Here is the online documentation for the "workhorse" of the statistical analysis, available from a Python interpreter:

>>> import LinearAlgebra
>>> help(LinearAlgebra.linear_least_squares)
linear_least_squares(a, b, rcond=1e-10)
    solveLinearLeastSquares(a,b) returns x,resids,rank,s
    where x minimizes 2-norm(|b - Ax|)
          resids is the sum square residuals
          rank is the rank of A
          s is an rank of the singual values of A in desending order

    If b is a matrix then x is also a matrix with corresponding columns.
    If the rank of A is less than the number of columns of A or greater than
    the numer of rows, then residuals will be returned as an empty array
    otherwise resids = sum((b-dot(A,x)**2).
    Singular values less than s[0]*rcond are treated as zero.
(Note the spelling errors and notational inconsistencies. Hey, but how much did you pay for it?) We will adopt another notational convention rather than A (a) and b. Instead of A, we will call the matrix with rows consisting of m records of simultaneous observations of n input variables to be X. The column vector of m observations of an output variable, which are hoped to be significantly dependent on the input variables, will be called y. The n coefficients we seek will be the vector (a 1-d array in Python) c. Having found the coefficients, from an analysis of "training data", we hope to either make predictions or otherwise test the skill of the model with an entirely different set of observations, with so-called "verification data". The vector of predictions is denoted yp, which is desired to be close to y in the verification data. The function linear_least_squares chooses c that minimizes the difference between y and yp in the training data.

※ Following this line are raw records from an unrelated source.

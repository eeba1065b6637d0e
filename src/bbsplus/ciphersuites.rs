// Copyright 2025 Fondazione LINKS

// Licensed under the Apache License, Version 2.0 (the "License");
// you may not use this file except in compliance with the License.
// You may obtain a copy of the License at

//     http://www.apache.org/licenses/LICENSE-2.0

// Unless required by applicable law or agreed to in writing, software
// distributed under the License is distributed on an "AS IS" BASIS,
// WITHOUT WARRANTIES OR CONDITIONS OF ANY KIND, either express or implied.
// See the License for the specific language governing permissions and
// limitations under the License.

use core::fmt::Debug;
use digest::HashMarker;
use elliptic_curve::hash2curve::{ExpandMsg, ExpandMsgXmd, ExpandMsgXof};
use sha2::Sha256;
use sha3::Shake256;

/// Parameters of a BBS ciphersuite over BLS12-381.
///
/// Identifiers follow the IRTF BBS draft, `ID || "H2G_HM2S_"` being the API id.
pub trait BbsCiphersuite: 'static + Clone + Copy + Default + PartialEq + Eq + Debug + Send + Sync {
    const ID: &'static [u8];
    const API_ID: &'static [u8];
    const GENERATOR_SEED: &'static [u8];
    const GENERATOR_SEED_BP: &'static [u8];
    const GENERATOR_SEED_DST: &'static [u8];
    const GENERATOR_DST: &'static [u8];

    const H2S: &'static [u8] = b"H2S_";
    const MAP_MSG_TO_SCALAR_AS_HASH: &'static [u8] = b"MAP_MSG_TO_SCALAR_AS_HASH_";
    const KEYGEN_DST: &'static [u8] = b"KEYGEN_DST_";
    const KEYGEN_SEED_DST: &'static [u8] = b"KEYGEN_SEED_DST_";

    /// Minimum length of the key material accepted by `KeyGen`.
    const IKM_LEN: usize = 32;
    /// `ceil((ceil(log2(r)) + k) / 8)` with `k = 128`.
    const EXPAND_LEN: usize = 48;

    type HashAlg: HashMarker;
    type Expander: ExpandMsg<'static>;

    fn keygen_dst() -> Vec<u8> {
        [Self::ID, Self::KEYGEN_DST].concat()
    }

    fn keygen_seed_dst() -> Vec<u8> {
        [Self::ID, Self::KEYGEN_SEED_DST].concat()
    }

    fn h2s_dst() -> Vec<u8> {
        [Self::API_ID, Self::H2S].concat()
    }

    fn map_msg_dst() -> Vec<u8> {
        [Self::API_ID, Self::MAP_MSG_TO_SCALAR_AS_HASH].concat()
    }
}

#[derive(Clone, Copy, Default, PartialEq, Eq, Debug)]
pub struct Bls12381Shake256 {}

#[derive(Clone, Copy, Default, PartialEq, Eq, Debug)]
pub struct Bls12381Sha256 {}

impl BbsCiphersuite for Bls12381Shake256 {
    const ID: &'static [u8] = b"BBS_BLS12381G1_XOF:SHAKE-256_SSWU_RO_";
    const API_ID: &'static [u8] = b"BBS_BLS12381G1_XOF:SHAKE-256_SSWU_RO_H2G_HM2S_";
    const GENERATOR_SEED: &'static [u8] = b"BBS_BLS12381G1_XOF:SHAKE-256_SSWU_RO_H2G_HM2S_MESSAGE_GENERATOR_SEED";
    const GENERATOR_SEED_BP: &'static [u8] = b"BBS_BLS12381G1_XOF:SHAKE-256_SSWU_RO_H2G_HM2S_BP_MESSAGE_GENERATOR_SEED";
    const GENERATOR_SEED_DST: &'static [u8] = b"BBS_BLS12381G1_XOF:SHAKE-256_SSWU_RO_H2G_HM2S_SIG_GENERATOR_SEED_";
    const GENERATOR_DST: &'static [u8] = b"BBS_BLS12381G1_XOF:SHAKE-256_SSWU_RO_H2G_HM2S_SIG_GENERATOR_DST_";
    type HashAlg = Shake256;
    type Expander = ExpandMsgXof<Self::HashAlg>;
}

impl BbsCiphersuite for Bls12381Sha256 {
    const ID: &'static [u8] = b"BBS_BLS12381G1_XMD:SHA-256_SSWU_RO_";
    const API_ID: &'static [u8] = b"BBS_BLS12381G1_XMD:SHA-256_SSWU_RO_H2G_HM2S_";
    const GENERATOR_SEED: &'static [u8] = b"BBS_BLS12381G1_XMD:SHA-256_SSWU_RO_H2G_HM2S_MESSAGE_GENERATOR_SEED";
    const GENERATOR_SEED_BP: &'static [u8] = b"BBS_BLS12381G1_XMD:SHA-256_SSWU_RO_H2G_HM2S_BP_MESSAGE_GENERATOR_SEED";
    const GENERATOR_SEED_DST: &'static [u8] = b"BBS_BLS12381G1_XMD:SHA-256_SSWU_RO_H2G_HM2S_SIG_GENERATOR_SEED_";
    const GENERATOR_DST: &'static [u8] = b"BBS_BLS12381G1_XMD:SHA-256_SSWU_RO_H2G_HM2S_SIG_GENERATOR_DST_";
    type HashAlg = Sha256;
    type Expander = ExpandMsgXmd<Self::HashAlg>;
}
// Copyright 2025 Fondazione LINKS

// Licensed under the Apache License, Version 2.0 (the "License");
// you may not use this file except in compliance with the License.
// You may obtain a copy of the License at

//     http://www.apache.org/licenses/LICENSE-2.0

// Unless required by applicable law or agreed to in writing, software
// distributed under the License is distributed on an "AS IS" BASIS,
// WITHOUT WARRANTIES OR CONDITIONS OF ANY KIND, either express or implied.
// See the License for the specific language governing permissions and
// limitations under the License.

//! Issue a JSON credential, present two of its claims to a verifier.
//!
//! The credential is flattened into sorted `key:value` statements; each
//! statement is one signed message, so its position is fixed by the key order.

mod credential_example {
    use serde_json::{json, Value};
    use zkdisclose::{
        errors::Error,
        keys::pair::KeyPair,
        schemes::{
            algorithms::BbsBls12381Sha256,
            generics::{PoKSignature, Signature},
        },
        utils::util::bbsplus_utils::{generate_random_secret, get_disclosed_pairs},
    };

    const ISSUER_SEED: &[u8] = b"demo-issuer-seed-2025";
    const CREDENTIAL_TYPE: &[u8] = b"EmployeeCredential";

    /// One statement per top-level claim, in key order.
    fn canonicalize(credential: &Value) -> Result<Vec<(String, Vec<u8>)>, Error> {
        let claims = credential
            .as_object()
            .ok_or_else(|| Error::InvalidEncoding("credential must be a JSON object".to_owned()))?;

        let mut statements: Vec<(String, Vec<u8>)> = claims
            .iter()
            .map(|(key, value)| {
                let value = match value {
                    Value::String(s) => s.clone(),
                    other => other.to_string(),
                };
                (key.clone(), format!("{}:{}", key, value).into_bytes())
            })
            .collect();
        statements.sort_by(|a, b| a.0.cmp(&b.0));
        Ok(statements)
    }

    /// Indexes of the statements whose key appears in `frame`.
    fn frame_indexes(statements: &[(String, Vec<u8>)], frame: &[&str]) -> Result<Vec<usize>, Error> {
        frame
            .iter()
            .map(|key| {
                statements
                    .iter()
                    .position(|(k, _)| k == key)
                    .ok_or_else(|| Error::InvalidEncoding(format!("no claim named {}", key)))
            })
            .collect()
    }

    pub(crate) fn credential_main() -> Result<(), Error> {
        let credential = json!({
            "givenName": "Alice",
            "familyName": "Liddell",
            "birthDate": "1995-05-04",
            "employer": "Wonderland Ltd",
            "clearance": 3,
            "country": "Utopia"
        });

        // Issuer
        let issuer = KeyPair::<BbsBls12381Sha256>::from_seed(ISSUER_SEED)?;
        let statements = canonicalize(&credential)?;
        let messages: Vec<Vec<u8>> = statements.iter().map(|(_, m)| m.clone()).collect();
        log::info!("Credential statements: {}", statements.len());

        let signature = Signature::<BbsBls12381Sha256>::sign(
            &messages,
            issuer.private_key(),
            issuer.public_key(),
            Some(CREDENTIAL_TYPE),
        )?;
        log::info!("Credential signed ({} bytes)", signature.to_bytes().len());

        // Verifier asks for a frame and sends a nonce
        let frame = ["employer", "country"];
        let nonce = generate_random_secret(16);
        log::info!("Verifier requests {:?} with nonce {}", frame, hex::encode(&nonce));

        // Holder
        let disclosed = frame_indexes(&statements, &frame)?;
        let proof = PoKSignature::<BbsBls12381Sha256>::proof_gen(
            issuer.public_key(),
            &signature,
            &messages,
            &disclosed,
            Some(CREDENTIAL_TYPE),
            Some(nonce.as_slice()),
        )?;
        let presentation = json!({
            "proof": hex::encode(proof.to_bytes()),
            "revealed": get_disclosed_pairs(&messages, &disclosed)
                .iter()
                .map(|(i, m)| json!({ "index": i, "statement": String::from_utf8_lossy(m) }))
                .collect::<Vec<Value>>(),
        });
        log::info!("Presentation: {}", presentation);

        // Verifier
        let proof_bytes = presentation["proof"]
            .as_str()
            .and_then(|p| hex::decode(p).ok())
            .ok_or_else(|| Error::InvalidEncoding("proof is not hex".to_owned()))?;
        let received = PoKSignature::<BbsBls12381Sha256>::from_bytes(&proof_bytes)?;

        let revealed: Vec<(usize, Vec<u8>)> = presentation["revealed"]
            .as_array()
            .map(|items| {
                items
                    .iter()
                    .filter_map(|item| {
                        let index = item["index"].as_u64()? as usize;
                        let statement = item["statement"].as_str()?;
                        Some((index, statement.as_bytes().to_vec()))
                    })
                    .collect()
            })
            .unwrap_or_default();

        let valid =
            received.proof_verify(issuer.public_key(), &revealed, Some(CREDENTIAL_TYPE), Some(nonce.as_slice()))?;
        log::info!("Presentation is {}", if valid { "VALID" } else { "INVALID" });

        let stale = received.proof_verify(
            issuer.public_key(),
            &revealed,
            Some(CREDENTIAL_TYPE),
            Some(generate_random_secret(16).as_slice()),
        )?;
        log::info!("Replayed presentation is {}", if stale { "VALID" } else { "REJECTED" });

        Ok(())
    }
}

fn main() {
    dotenvy::dotenv().ok();
    env_logger::init();

    if let Err(e) = credential_example::credential_main() {
        log::error!("{}", e);
    }
}
impl<CS: BbsCiphersuite> PoKSignature<BBSplus<CS>> {
    /// Derives a proof that reveals `messages[i]` for every `i` in
    /// `disclosed_indexes` and hides the rest.
    ///
    /// `header` must be the one used at signing time; `ph` is the presentation
    /// header (typically a verifier nonce) the proof is bound to. Every call
    /// draws fresh randomness, so two proofs of the same statement are
    /// unlinkable.
    pub fn proof_gen(
        pk: &BBSplusPublicKey,
        signature: &Signature<BBSplus<CS>>,
        messages: &[Vec<u8>],
        disclosed_indexes: &[usize],
        header: Option<&[u8]>,
        ph: Option<&[u8]>,
    ) -> Result<Self, Error>
    where
        CS::Expander: for<'a> ExpandMsg<'a>,
    {
        Self::proof_gen_with_rng(pk, signature, messages, disclosed_indexes, header, ph, &mut rand::thread_rng())
    }

    /// Same as [`proof_gen`](Self::proof_gen) with a caller-supplied randomness source.
    pub fn proof_gen_with_rng<R: RngCore + CryptoRng>(
        pk: &BBSplusPublicKey,
        signature: &Signature<BBSplus<CS>>,
        messages: &[Vec<u8>],
        disclosed_indexes: &[usize],
        header: Option<&[u8]>,
        ph: Option<&[u8]>,
        rng: &mut R,
    ) -> Result<Self, Error>
    where
        CS::Expander: for<'a> ExpandMsg<'a>,
    {
        let L = messages.len();
        let mut disclosed_indexes = disclosed_indexes.to_vec();
        disclosed_indexes.sort_unstable();
        disclosed_indexes.dedup();

        if let Some(&index) = disclosed_indexes.iter().find(|&&i| i >= L) {
            return Err(Error::IndexOutOfRange { index, length: L });
        }
        if messages.is_empty() {
            return Err(Error::EmptyMessageList);
        }

        let message_scalars = BBSplusMessage::messages_to_scalar::<CS>(messages)?;
        let generators = Generators::create::<CS>(pk, L)?;

        if !core_verify::<CS>(pk, &signature.inner, &message_scalars, &generators, header)? {
            return Err(Error::InvalidSignature);
        }

        let U = L - disclosed_indexes.len();
        let random_scalars = calculate_random_scalars(rng, 5 + U);

        let proof = core_proof_gen::<CS>(
            pk,
            &signature.inner,
            &generators,
            &message_scalars,
            &disclosed_indexes,
            header,
            ph,
            &random_scalars,
        )?;

        log::debug!("derived proof disclosing {} of {} messages", disclosed_indexes.len(), L);

        Ok(Self::from_inner(proof))
    }

    /// Checks the proof against the revealed `(index, message)` pairs.
    ///
    /// Returns `Ok(false)` when the proof does not verify and `Err` when the
    /// inputs are malformed (duplicate or out of range indexes, nothing to
    /// verify).
    pub fn proof_verify(
        &self,
        pk: &BBSplusPublicKey,
        revealed: &[(usize, Vec<u8>)],
        header: Option<&[u8]>,
        ph: Option<&[u8]>,
    ) -> Result<bool, Error>
    where
        CS::Expander: for<'a> ExpandMsg<'a>,
    {
        let proof = &self.inner;

        let mut revealed: Vec<&(usize, Vec<u8>)> = revealed.iter().collect();
        revealed.sort_by_key(|(i, _)| *i);
        if let Some(w) = revealed.windows(2).find(|w| w[0].0 == w[1].0) {
            return Err(Error::DuplicateIndex(w[0].0));
        }

        let U = proof.m_cap.len();
        let R = revealed.len();
        let L = U + R;

        if L == 0 {
            return Err(Error::EmptyMessageList);
        }
        if let Some(index) = revealed.iter().map(|(i, _)| *i).find(|&i| i >= L) {
            return Err(Error::IndexOutOfRange { index, length: L });
        }

        let disclosed_indexes: Vec<usize> = revealed.iter().map(|(i, _)| *i).collect();
        let disclosed_messages: Vec<Vec<u8>> = revealed.iter().map(|(_, m)| m.clone()).collect();
        let disclosed_message_scalars = BBSplusMessage::messages_to_scalar::<CS>(&disclosed_messages)?;

        let generators = Generators::create::<CS>(pk, L)?;

        core_proof_verify::<CS>(pk, proof, &generators, header, ph, &disclosed_message_scalars, &disclosed_indexes)
    }

    pub fn to_bytes(&self) -> Vec<u8> {
        self.inner.to_bytes()
    }

    pub fn from_bytes(bytes: &[u8]) -> Result<Self, Error> {
        BBSplusPoKSignature::from_bytes(bytes).map(Self::from_inner)
    }
}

Here is our forecast model, with notation appropriate for a single record of observations, using n=3 as an example:

ypi= c1 Xi1 +  c2 Xi2  +  c3 Xi3 + c4
Actually, we seek n+1 coefficients, because of the use of the last term in the above.
The task for Fall 2006 is Statistical Forecast of Norman Temperature . The task is easily completed by modifying the scripts for the example nowcast project.